**Task:** Search the entries below for "reply", and copy each line where it appears.

Data entries:
· · · ·
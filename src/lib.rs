//! Depth panorama meshing.
//!
//! Turns an equirectangular colour panorama plus its disparity map into a displaced,
//! textured triangle mesh:
//!
//! - [`codec`]: 8-bit disparity / log depth <-> linear depth
//! - [`projection`]: equirectangular angles -> unit directions
//! - [`mesh`]: per-quad sampling and full-grid tessellation
//! - [`upload`]: the contract a renderer implements to receive the mesh
//! - [`asset`]: stacked image loading
//! - [`camera`], [`config`]: viewer-side state and settings

pub mod asset;
pub mod camera;
pub mod codec;
pub mod config;
pub mod error;
pub mod mesh;
pub mod projection;
pub mod upload;

pub use codec::{DepthEncoding, DepthField, DisparityImage, MAX_DISPARITY};
pub use error::{ConfigError, LoadError, MeshError};
pub use mesh::{tessellate, tessellate_parallel, GridResolution, PanoramaMesh, Vertex};
//! Boundary between the CPU mesh and whatever draws it.
//!
//! The wgpu renderer in the viewer binary implements [`MeshUpload`]; tests use a
//! recording sink. Buffers are uploaded once per asset and drawn every frame.

use crate::codec::DepthField;
use crate::mesh::{PanoramaMesh, Vertex};

/// Bytes between consecutive vertices.
pub const VERTEX_STRIDE: u64 = std::mem::size_of::<Vertex>() as u64;
/// Byte offset of the position attribute (3 x f32).
pub const POSITION_OFFSET: u64 = 0;
/// Byte offset of the texture coordinate attribute (2 x f32).
pub const UV_OFFSET: u64 = 3 * std::mem::size_of::<f32>() as u64;

/// Everything the drawing side needs for one asset.
pub struct PanoramaTextures<'a> {
    /// RGBA8 colour panorama, row-major, `width * height * 4` bytes.
    pub color_rgba: &'a [u8],
    pub width: u32,
    pub height: u32,
    /// Linear depth, uploaded as a single-channel float texture.
    pub depth: &'a DepthField,
}

pub trait MeshUpload {
    /// Replace the current mesh and textures. Called once per loaded asset.
    fn upload_panorama(&mut self, mesh: &PanoramaMesh, textures: &PanoramaTextures<'_>);
}
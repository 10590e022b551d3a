// config.rs — viewer configuration
//
// Precedence, lowest first: built-in defaults, JSON file (--config or
// PANORAMA_DEPTH_CONFIG), command line flags.

use crate::asset::MeshSettings;
use crate::camera::{Camera, DEFAULT_SENSITIVITY, DEFAULT_SPEED, DEFAULT_ZOOM};
use crate::codec::DepthEncoding;
use crate::error::ConfigError;
use crate::mesh::{Diagonal, GridResolution, TessellationOptions};
use clap::Parser;
use serde::{Deserialize, Serialize};
use std::path::{Path, PathBuf};

pub const CONFIG_ENV: &str = "PANORAMA_DEPTH_CONFIG";

#[derive(Debug, Clone, PartialEq, Serialize, Deserialize)]
#[serde(default)]
pub struct ViewerConfig {
    /// Stacked image opened at startup.
    pub input: Option<PathBuf>,
    pub depth_encoding: DepthEncoding,
    pub grid: GridResolution,
    pub diagonal: Diagonal,
    pub parallel_tessellation: bool,
    pub window_width: u32,
    pub window_height: u32,
    pub camera_position: [f32; 3],
    pub fov_degrees: f32,
    pub near_plane: f32,
    pub far_plane: f32,
    pub movement_speed: f32,
    pub mouse_sensitivity: f32,
    pub vsync: bool,
}

impl Default for ViewerConfig {
    fn default() -> Self {
        Self {
            input: None,
            depth_encoding: DepthEncoding::default(),
            grid: GridResolution::default(),
            diagonal: Diagonal::Fixed,
            parallel_tessellation: false,
            window_width: 1000,
            window_height: 1000,
            camera_position: [0.0, 0.0, 0.0],
            fov_degrees: DEFAULT_ZOOM,
            near_plane: 0.1,
            far_plane: 100.0,
            movement_speed: DEFAULT_SPEED,
            mouse_sensitivity: DEFAULT_SENSITIVITY,
            vsync: true,
        }
    }
}

impl ViewerConfig {
    pub fn from_json_str(s: &str) -> Result<Self, serde_json::Error> {
        serde_json::from_str(s)
    }

    pub fn load(path: &Path) -> Result<Self, ConfigError> {
        let text = std::fs::read_to_string(path).map_err(|source| ConfigError::Read {
            path: path.to_path_buf(),
            source,
        })?;
        Self::from_json_str(&text).map_err(|source| ConfigError::Parse {
            path: path.to_path_buf(),
            source,
        })
    }

    pub fn mesh_settings(&self) -> MeshSettings {
        MeshSettings {
            encoding: self.depth_encoding,
            grid: self.grid,
            options: TessellationOptions {
                diagonal: self.diagonal,
                parallel: self.parallel_tessellation,
            },
        }
    }

    pub fn camera(&self) -> Camera {
        let mut camera = Camera::new(self.camera_position.into());
        camera.movement_speed = self.movement_speed;
        camera.mouse_sensitivity = self.mouse_sensitivity;
        camera.zoom = self.fov_degrees;
        camera
    }
}

#[derive(Debug, Parser)]
#[command(name = "panorama_depth_viewer")]
#[command(about = "View a panorama with a stacked disparity map as a 3D mesh")]
#[command(version)]
pub struct Cli {
    /// Stacked image: colour on top, disparity below
    pub input: Option<PathBuf>,

    /// JSON configuration file
    #[arg(long)]
    pub config: Option<PathBuf>,

    /// Disparity scale of the lower half
    #[arg(long)]
    pub scale: Option<f32>,

    /// Lower half is logarithmic depth, not disparity
    #[arg(long, conflicts_with = "scale")]
    pub log_depth: bool,

    /// Grid columns (vertices per row of cells + 1)
    #[arg(long)]
    pub cols: Option<u32>,

    /// Grid rows
    #[arg(long)]
    pub rows: Option<u32>,

    /// Build the mesh on all cores
    #[arg(long)]
    pub parallel: bool,

    /// Present without waiting for vblank
    #[arg(long)]
    pub no_vsync: bool,
}

impl Cli {
    pub fn apply(&self, cfg: &mut ViewerConfig) {
        if let Some(input) = &self.input {
            cfg.input = Some(input.clone());
        }
        if let Some(scale) = self.scale {
            cfg.depth_encoding = DepthEncoding::Disparity { scale };
        }
        if self.log_depth {
            cfg.depth_encoding = DepthEncoding::Logarithmic;
        }
        if let Some(cols) = self.cols {
            cfg.grid.cols = cols;
        }
        if let Some(rows) = self.rows {
            cfg.grid.rows = rows;
        }
        if self.parallel {
            cfg.parallel_tessellation = true;
        }
        if self.no_vsync {
            cfg.vsync = false;
        }
    }

    pub fn config_path(&self) -> Option<PathBuf> {
        self.config.clone().or_else(|| {
            std::env::var(CONFIG_ENV)
                .ok()
                .filter(|v| !v.trim().is_empty())
                .map(PathBuf::from)
        })
    }

    pub fn resolve(&self) -> Result<ViewerConfig, ConfigError> {
        let mut cfg = match self.config_path() {
            Some(path) => {
                log::info!("reading config {}", path.display());
                ViewerConfig::load(&path)?
            }
            None => ViewerConfig::default(),
        };
        self.apply(&mut cfg);
        Ok(cfg)
    }
}

#[cfg(test)]
mod tests {
    use super::*;

    #[test]
    fn defaults_match_reference_setup() {
        let cfg = ViewerConfig::default();
        assert_eq!(cfg.grid, GridResolution::new(1000, 500));
        assert_eq!(cfg.depth_encoding, DepthEncoding::Disparity { scale: 0.01 });
        assert_eq!(cfg.diagonal, Diagonal::Fixed);
        assert!(!cfg.parallel_tessellation);
    }

    #[test]
    fn partial_json_keeps_defaults() {
        let cfg = ViewerConfig::from_json_str(
            r#"{
                "grid": { "cols": 200, "rows": 100 },
                "depth_encoding": { "kind": "logarithmic" },
                "diagonal": "shortest"
            }"#,
        )
        .unwrap();
        assert_eq!(cfg.grid, GridResolution::new(200, 100));
        assert_eq!(cfg.depth_encoding, DepthEncoding::Logarithmic);
        assert_eq!(cfg.diagonal, Diagonal::Shortest);
        assert_eq!(cfg.window_width, 1000);
        assert!(cfg.vsync);
    }

    #[test]
    fn disparity_scale_from_json() {
        let cfg =
            ViewerConfig::from_json_str(r#"{"depth_encoding": {"kind": "disparity", "scale": 0.5}}"#)
                .unwrap();
        assert_eq!(cfg.depth_encoding, DepthEncoding::Disparity { scale: 0.5 });
    }

    #[test]
    fn malformed_json_is_an_error() {
        assert!(ViewerConfig::from_json_str(r#"{"grid": 12}"#).is_err());
        let err = ViewerConfig::load(Path::new("/nonexistent/viewer.json")).unwrap_err();
        assert!(matches!(err, ConfigError::Read { .. }));
    }

    #[test]
    fn cli_overrides_file_values() {
        let cli = Cli::try_parse_from([
            "viewer", "pano.jpg", "--scale", "0.02", "--cols", "200", "--rows", "100", "--parallel",
            "--no-vsync",
        ])
        .unwrap();
        let mut cfg = ViewerConfig::default();
        cli.apply(&mut cfg);
        assert_eq!(cfg.input, Some(PathBuf::from("pano.jpg")));
        assert_eq!(cfg.depth_encoding, DepthEncoding::Disparity { scale: 0.02 });
        assert_eq!(cfg.grid, GridResolution::new(200, 100));
        assert!(cfg.parallel_tessellation);
        assert!(!cfg.vsync);
    }

    #[test]
    fn log_depth_conflicts_with_scale() {
        assert!(Cli::try_parse_from(["viewer", "--log-depth", "--scale", "1"]).is_err());
        let cli = Cli::try_parse_from(["viewer", "--log-depth"]).unwrap();
        let mut cfg = ViewerConfig::default();
        cli.apply(&mut cfg);
        assert_eq!(cfg.depth_encoding, DepthEncoding::Logarithmic);
    }

    #[test]
    fn settings_and_camera_follow_config() {
        let cfg = ViewerConfig {
            parallel_tessellation: true,
            fov_degrees: 30.0,
            camera_position: [1.0, 2.0, 3.0],
            ..Default::default()
        };
        let settings = cfg.mesh_settings();
        assert!(settings.options.parallel);
        assert_eq!(settings.grid, cfg.grid);
        let camera = cfg.camera();
        assert_eq!(camera.zoom, 30.0);
        assert_eq!(camera.position, glam::Vec3::new(1.0, 2.0, 3.0));
    }
}
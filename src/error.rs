// src/error.rs

//! Erreurs du noyau de comparaison et de la lecture des fichiers de courbes.

use thiserror::Error;

pub type Result<T> = std::result::Result<T, Error>;

#[derive(Debug, Error)]
pub enum Error {
    /// Courbe vide, échantillon non fini ou longueur au-delà de la capacité.
    #[error("courbe invalide : {0}")]
    InvalidInput(String),

    #[error("longueurs différentes : {voltage} tensions, {current} courants")]
    LengthMismatch { voltage: usize, current: usize },

    /// Trop peu de points distincts pour construire la spline.
    #[error("points insuffisants : {found} après suppression des répétitions, {required} au minimum")]
    InsufficientPoints { found: usize, required: usize },

    #[error("seuil invalide {name} : {value}")]
    InvalidThreshold { name: &'static str, value: f64 },

    /// Distance ou planéité non finie malgré des entrées finies.
    #[error("résultat non fini : {0}")]
    NonFinite(&'static str),

    /// Capture CT220S mal formée.
    #[error("erreur de capture : {0}")]
    Capture(String),

    #[error("format de courbe non reconnu : {0}")]
    UnsupportedFormat(String),

    #[error("erreur d'E/S : {0}")]
    Io(#[from] std::io::Error),

    #[error("erreur JSON : {0}")]
    Json(#[from] serde_json::Error),

    #[error("erreur d'image : {0}")]
    Image(#[from] image::ImageError),
}
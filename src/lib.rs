// src/lib.rs

//! Comparaison de signatures V-I (courbes courant-tension).
//!
//! Le noyau produit un score de dissemblance dans `[0, 1)` : 0 pour deux
//! courbes de même forme, proche de 1 pour des composants sans rapport.
//! Les fonctions libres ci-dessous utilisent les seuils globaux ; un
//! [`Comparator`] travaille avec des seuils explicites.

pub mod capture;
pub mod config;
pub mod curve;
pub mod deviation;
pub mod distance;
pub mod error;
pub mod fixture;
pub mod image_export;
pub mod normalize;
pub mod resample;
pub mod score;
pub mod spline;
pub mod thresholds;

pub use curve::{CurveBuffer, IvCurve, Point};
pub use deviation::{compute_max_deviations, MaxDeviations};
pub use error::{Error, Result};
pub use score::{rescale_score, Comparator, Comparison, ComparisonTrace};
pub use thresholds::{
    derive_thresholds_from_curves, set_thresholds, thresholds, Axis, Thresholds, Warning,
};

/// Compare deux courbes avec les seuils globaux.
pub fn compare_curves(a: &IvCurve, b: &IvCurve) -> Result<f64> {
    Comparator::with_default_thresholds().compare(a, b)
}

/// Score de planéité d'une seule courbe avec les seuils globaux.
pub fn score_single_curve(curve: &IvCurve) -> Result<f64> {
    Comparator::with_default_thresholds().flatness(curve)
}

// src/resample.rs

use crate::config::DEDUP_EPSILON;
use crate::curve::{remove_repeats, Point};
use crate::error::Result;
use crate::normalize::NormalizedCurve;
use crate::spline::ClosedSpline;

/// Courbe ré-échantillonnée à densité de paramètre uniforme.
#[derive(Debug, Clone, PartialEq)]
pub struct ResampledCurve {
    pub points: Vec<Point>,
}

/// Retire les échantillons répétés (écart inférieur à l'epsilon sur les deux axes).
pub fn deduplicate(curve: &NormalizedCurve) -> Vec<Point> {
    remove_repeats(&curve.points, DEDUP_EPSILON)
}

/// Ajuste la spline fermée sur des points déjà dédoublonnés et l'évalue `count` fois.
pub fn resample_distinct(distinct: &[Point], count: usize) -> Result<ResampledCurve> {
    let spline = ClosedSpline::fit(distinct)?;
    Ok(ResampledCurve {
        points: spline.sample(count),
    })
}

/// Même nombre de points qu'à l'entrée, quel que soit le nombre de répétitions retirées.
pub fn resample(curve: &NormalizedCurve) -> Result<ResampledCurve> {
    resample_distinct(&deduplicate(curve), curve.points.len())
}

#[cfg(test)]
mod tests {
    use super::*;
    use crate::error::Error;
    use std::f64::consts::PI;

    fn ellipse_with_repeats(n: usize) -> NormalizedCurve {
        let mut points = Vec::new();
        for i in 0..n {
            let angle = 2.0 * PI * i as f64 / n as f64;
            let p = Point::new(angle.cos(), 0.5 * angle.sin());
            points.push(p);
            if i % 3 == 0 {
                points.push(p);
            }
        }
        NormalizedCurve { points }
    }

    #[test]
    fn keeps_original_sample_count() {
        let curve = ellipse_with_repeats(30);
        let original = curve.points.len();

        assert_eq!(deduplicate(&curve).len(), 30);

        let resampled = resample(&curve).unwrap();
        assert_eq!(resampled.points.len(), original);
    }

    #[test]
    fn resampled_points_stay_on_shape() {
        let resampled = resample(&ellipse_with_repeats(40)).unwrap();

        for p in &resampled.points {
            let r = p.v * p.v + 4.0 * p.c * p.c;
            assert!((r - 1.0).abs() < 1e-2, "off ellipse: {:?}", p);
        }
    }

    #[test]
    fn flat_curve_is_insufficient() {
        let curve = NormalizedCurve {
            points: vec![Point::new(0.5, 0.0); 50],
        };
        assert!(matches!(
            resample(&curve),
            Err(Error::InsufficientPoints { found: 1, .. })
        ));
    }
}
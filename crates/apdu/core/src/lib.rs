//! Core traits and types for APDU (Application Protocol Data Unit) operations
//!
//! This crate provides the foundational types for exchanging ISO/IEC 7816-4
//! command and response APDUs with a smart card:
//!
//! - [`Command`] encoding, including command chaining for payloads larger than
//!   a single exchange allows
//! - [`Response`] parsing and [`StatusWord`] interpretation
//! - the [`CardTransport`] trait implemented by physical or simulated readers
//!
//! Anything above raw APDUs (status categories, credential handling, object
//! storage) lives in the application crates built on top of this one.
#![cfg_attr(not(test), warn(unused_crate_dependencies))]
#![forbid(unsafe_code)]
#![warn(missing_docs, rustdoc::missing_crate_level_docs)]

// Re-export bytes for convenience
pub use bytes::{Bytes, BytesMut};

pub mod command;
pub mod error;
pub mod response;
pub mod transport;

pub use command::{CLA_CHAINING, Command, ExpectedLength};
pub use error::{Error, Result};
pub use response::Response;
pub use response::status::StatusWord;
pub use transport::{CardTransport, TransportError};

/// Prelude module containing commonly used traits and types
pub mod prelude {
    pub use crate::response::status::{StatusWord, common as status};
    pub use crate::transport::{CardTransport, TransportError};
    pub use crate::{Bytes, BytesMut, Command, Error, ExpectedLength, Response};
}
//! PIV session
//!
//! [`PivSession`] owns the command channel and the authentication mirror for
//! its lifetime and hands out the operation components borrowing both.

use nexum_apdu_core::prelude::*;
use tracing::{debug, info, instrument};

use crate::auth::{AuthState, AuthenticationStateMachine};
use crate::channel::{CommandChannel, StatusCategory};
use crate::config::SessionConfig;
use crate::constants::{CLA, PIV_AID, ins};
use crate::credentials::{CredentialRequest, CredentialSource, RequestKind};
use crate::keys::KeySlotManager;
use crate::pin_only::{PinOnlyMode, PinOnlyModeManager};
use crate::policy::{Feature, TokenPolicy};
use crate::types::{CredentialKind, FirmwareVersion, ManagementKeyAlgorithm, TouchPolicy};
use crate::{Error, Result};

/// What the token reported when the session was opened
#[derive(Debug, Clone, Copy, PartialEq, Eq)]
pub struct TokenInfo {
    /// Firmware version from GET VERSION
    pub version: FirmwareVersion,
    /// Absent on firmware without the serial number command
    pub serial: Option<u32>,
    /// Whether the session enforces the compliance tier rules
    pub compliance_mode: bool,
}

/// PIV application session
#[derive(Debug)]
pub struct PivSession<T: CardTransport> {
    channel: CommandChannel<T>,
    state: AuthState,
    policy: TokenPolicy,
    info: TokenInfo,
    pin_derivation_iterations: u32,
}

impl<T: CardTransport> PivSession<T> {
    /// Select the PIV application and read the token's version and serial
    #[instrument(level = "debug", skip_all)]
    pub fn open(transport: T, config: SessionConfig) -> Result<Self> {
        let mut channel = CommandChannel::new(transport, &config);

        let select = Command::new_with_data(CLA, ins::SELECT, 0x04, 0x00, PIV_AID.to_vec());
        channel.exchange(&select)?.into_result()?;

        let reply = channel
            .exchange(&Command::new_with_le(CLA, ins::GET_VERSION, 0x00, 0x00, 256))?
            .into_result()?;
        let version = FirmwareVersion::try_from(reply.as_ref())?;
        let policy = TokenPolicy::new(version, config.compliance_mode);

        let serial = if policy.supports(Feature::Serial) {
            read_serial(&mut channel)?
        } else {
            None
        };

        let info = TokenInfo {
            version,
            serial,
            compliance_mode: config.compliance_mode,
        };
        info!(%version, ?serial, compliance_mode = info.compliance_mode, "PIV session opened");

        Ok(Self {
            channel,
            state: AuthState::default(),
            policy,
            info,
            pin_derivation_iterations: config.pin_derivation_iterations,
        })
    }

    /// Version and serial read at open
    pub const fn info(&self) -> &TokenInfo {
        &self.info
    }

    /// Feature gates and defaults for this token
    pub const fn policy(&self) -> TokenPolicy {
        self.policy
    }

    /// Client-side mirror of the token's authentication state
    pub const fn state(&self) -> &AuthState {
        &self.state
    }

    /// PIN, PUK and management key operations
    pub fn auth(&mut self) -> AuthenticationStateMachine<'_, T> {
        AuthenticationStateMachine::new(&mut self.channel, &mut self.state, self.policy)
    }

    /// Key slot operations
    pub fn keys(&mut self) -> KeySlotManager<'_, T> {
        KeySlotManager::new(&mut self.channel, &mut self.state, self.policy)
    }

    /// PIN-only mode operations
    pub fn pin_only(&mut self) -> PinOnlyModeManager<'_, T> {
        PinOnlyModeManager::new(
            &mut self.channel,
            &mut self.state,
            self.policy,
            self.pin_derivation_iterations,
        )
    }

    /// Direct access to the command channel for data objects
    pub fn channel(&mut self) -> &mut CommandChannel<T> {
        &mut self.channel
    }

    /// End the session and hand the transport back
    pub fn close(self) -> T {
        debug!("PIV session closed");
        self.channel.into_transport()
    }

    fn request(&self, kind: RequestKind) -> CredentialRequest {
        let mut request = CredentialRequest::new(kind);
        request.retries_remaining = self
            .state
            .retries(kind.credential())
            .map(|counter| counter.remaining);
        request
    }

    /// Ask `source` for a value and submit it, asking again after each
    /// rejection until the source declines or the token gives a final answer
    fn with_source<V, R>(
        &mut self,
        source: &mut dyn CredentialSource,
        mut request: CredentialRequest,
        mut ask: impl FnMut(&mut dyn CredentialSource, &CredentialRequest) -> Option<V>,
        mut submit: impl FnMut(&mut Self, &V) -> Result<R>,
    ) -> Result<R> {
        let result = loop {
            let Some(value) = ask(&mut *source, &request) else {
                debug!(kind = ?request.kind, "Credential source declined");
                break Err(Error::CredentialDeclined);
            };
            match submit(self, &value) {
                Err(Error::WrongValue { retries_remaining, .. }) => {
                    request = request.retry(retries_remaining);
                }
                Err(Error::AuthenticationFailed)
                    if request.kind.credential() == CredentialKind::ManagementKey =>
                {
                    request.is_retry = true;
                }
                outcome => break outcome,
            }
        };
        source.release();
        result
    }

    /// Verify the PIN with a value from `source`
    pub fn verify_pin_with_source(&mut self, source: &mut dyn CredentialSource) -> Result<()> {
        let request = self.request(RequestKind::VerifyPin);
        self.with_source(
            source,
            request,
            |source, request| source.verify_pin(request),
            |session, pin| session.auth().verify_pin(pin),
        )
    }

    /// Verify the PUK with a value from `source`
    pub fn verify_puk_with_source(&mut self, source: &mut dyn CredentialSource) -> Result<()> {
        let request = self.request(RequestKind::VerifyPuk);
        self.with_source(
            source,
            request,
            |source, request| source.verify_puk(request),
            |session, puk| session.auth().verify_puk(puk),
        )
    }

    /// Change the PIN with values from `source`
    ///
    /// A PIN-derived management key is replaced along with the PIN.
    pub fn change_pin_with_source(&mut self, source: &mut dyn CredentialSource) -> Result<()> {
        let request = self.request(RequestKind::ChangePin);
        self.with_source(
            source,
            request,
            |source, request| source.change_pin(request),
            |session, change| session.pin_only().change_pin(&change.current, &change.new),
        )
    }

    /// Change the PUK with values from `source`
    pub fn change_puk_with_source(&mut self, source: &mut dyn CredentialSource) -> Result<()> {
        let request = self.request(RequestKind::ChangePuk);
        self.with_source(
            source,
            request,
            |source, request| source.change_puk(request),
            |session, change| session.auth().change_puk(&change.current, &change.new),
        )
    }

    /// Unblock the PIN with the PUK, both from `source`
    pub fn reset_pin_with_source(&mut self, source: &mut dyn CredentialSource) -> Result<()> {
        let request = self.request(RequestKind::ResetPinWithPuk);
        self.with_source(
            source,
            request,
            |source, request| source.reset_pin_with_puk(request),
            |session, change| session.auth().reset_pin_with_puk(&change.current, &change.new),
        )
    }

    /// Authenticate with a management key from `source`
    pub fn authenticate_with_source(
        &mut self,
        source: &mut dyn CredentialSource,
        mutual: bool,
    ) -> Result<()> {
        let algorithm = self.auth().expected_management_key_algorithm()?;
        let request = CredentialRequest::new(RequestKind::AuthenticateManagementKey)
            .with_algorithm(algorithm);
        self.with_source(
            source,
            request,
            |source, request| source.authenticate_management_key(request),
            |session, key| session.auth().authenticate_management_key(key, mutual),
        )
    }

    /// Replace the management key with values from `source`
    ///
    /// Authenticates with the current key first, then installs the new one.
    pub fn change_management_key_with_source(
        &mut self,
        source: &mut dyn CredentialSource,
        touch_policy: TouchPolicy,
    ) -> Result<TouchPolicy> {
        let algorithm = self.auth().expected_management_key_algorithm()?;
        let request =
            CredentialRequest::new(RequestKind::ChangeManagementKey).with_algorithm(algorithm);
        self.with_source(
            source,
            request,
            |source, request| source.change_management_key(request),
            |session, change| {
                let mut auth = session.auth();
                auth.authenticate_management_key(&change.current, false)?;
                auth.change_management_key(&change.new, touch_policy)
            },
        )
    }

    /// Configure PIN-only mode, taking the PIN from `source`
    ///
    /// The session must already be authenticated with the management key.
    pub fn set_pin_only_mode_with_source(
        &mut self,
        source: &mut dyn CredentialSource,
        mode: PinOnlyMode,
        algorithm: ManagementKeyAlgorithm,
    ) -> Result<()> {
        let request = self.request(RequestKind::VerifyPin);
        self.with_source(
            source,
            request,
            |source, request| source.verify_pin(request),
            |session, pin| session.pin_only().set_mode(mode, algorithm, pin),
        )
    }

    /// Recover management key authentication from the PIN supplied by `source`
    pub fn recover_pin_only_with_source(
        &mut self,
        source: &mut dyn CredentialSource,
    ) -> Result<PinOnlyMode> {
        let request = self.request(RequestKind::VerifyPin);
        self.with_source(
            source,
            request,
            |source, request| source.verify_pin(request),
            |session, pin| session.pin_only().try_recover(pin),
        )
    }
}

fn read_serial<T: CardTransport>(channel: &mut CommandChannel<T>) -> Result<Option<u32>> {
    let reply = channel.exchange(&Command::new_with_le(CLA, ins::GET_SERIAL, 0x00, 0x00, 256))?;
    match reply.category {
        StatusCategory::Success => match reply.payload.as_ref() {
            [a, b, c, d] => Ok(Some(u32::from_be_bytes([*a, *b, *c, *d]))),
            _ => Err(Error::ProtocolViolation("serial number must be four bytes")),
        },
        // Some tokens hide the serial number by configuration
        StatusCategory::Failed(_) | StatusCategory::NoData => {
            debug!(status = %reply.status, "Serial number not available");
            Ok(None)
        }
        _ => Err(reply.into_error()),
    }
}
· · · ·
**Expected output:**
        let reply = channel
        let version = FirmwareVersion::try_from(reply.as_ref())?;
    let reply = channel.exchange(&Command::new_with_le(CLA, ins::GET_SERIAL, 0x00, 0x00, 256))?;
    match reply.category {
        StatusCategory::Success => match reply.payload.as_ref() {
            debug!(status = %reply.status, "Serial number not available");
        _ => Err(reply.into_error()),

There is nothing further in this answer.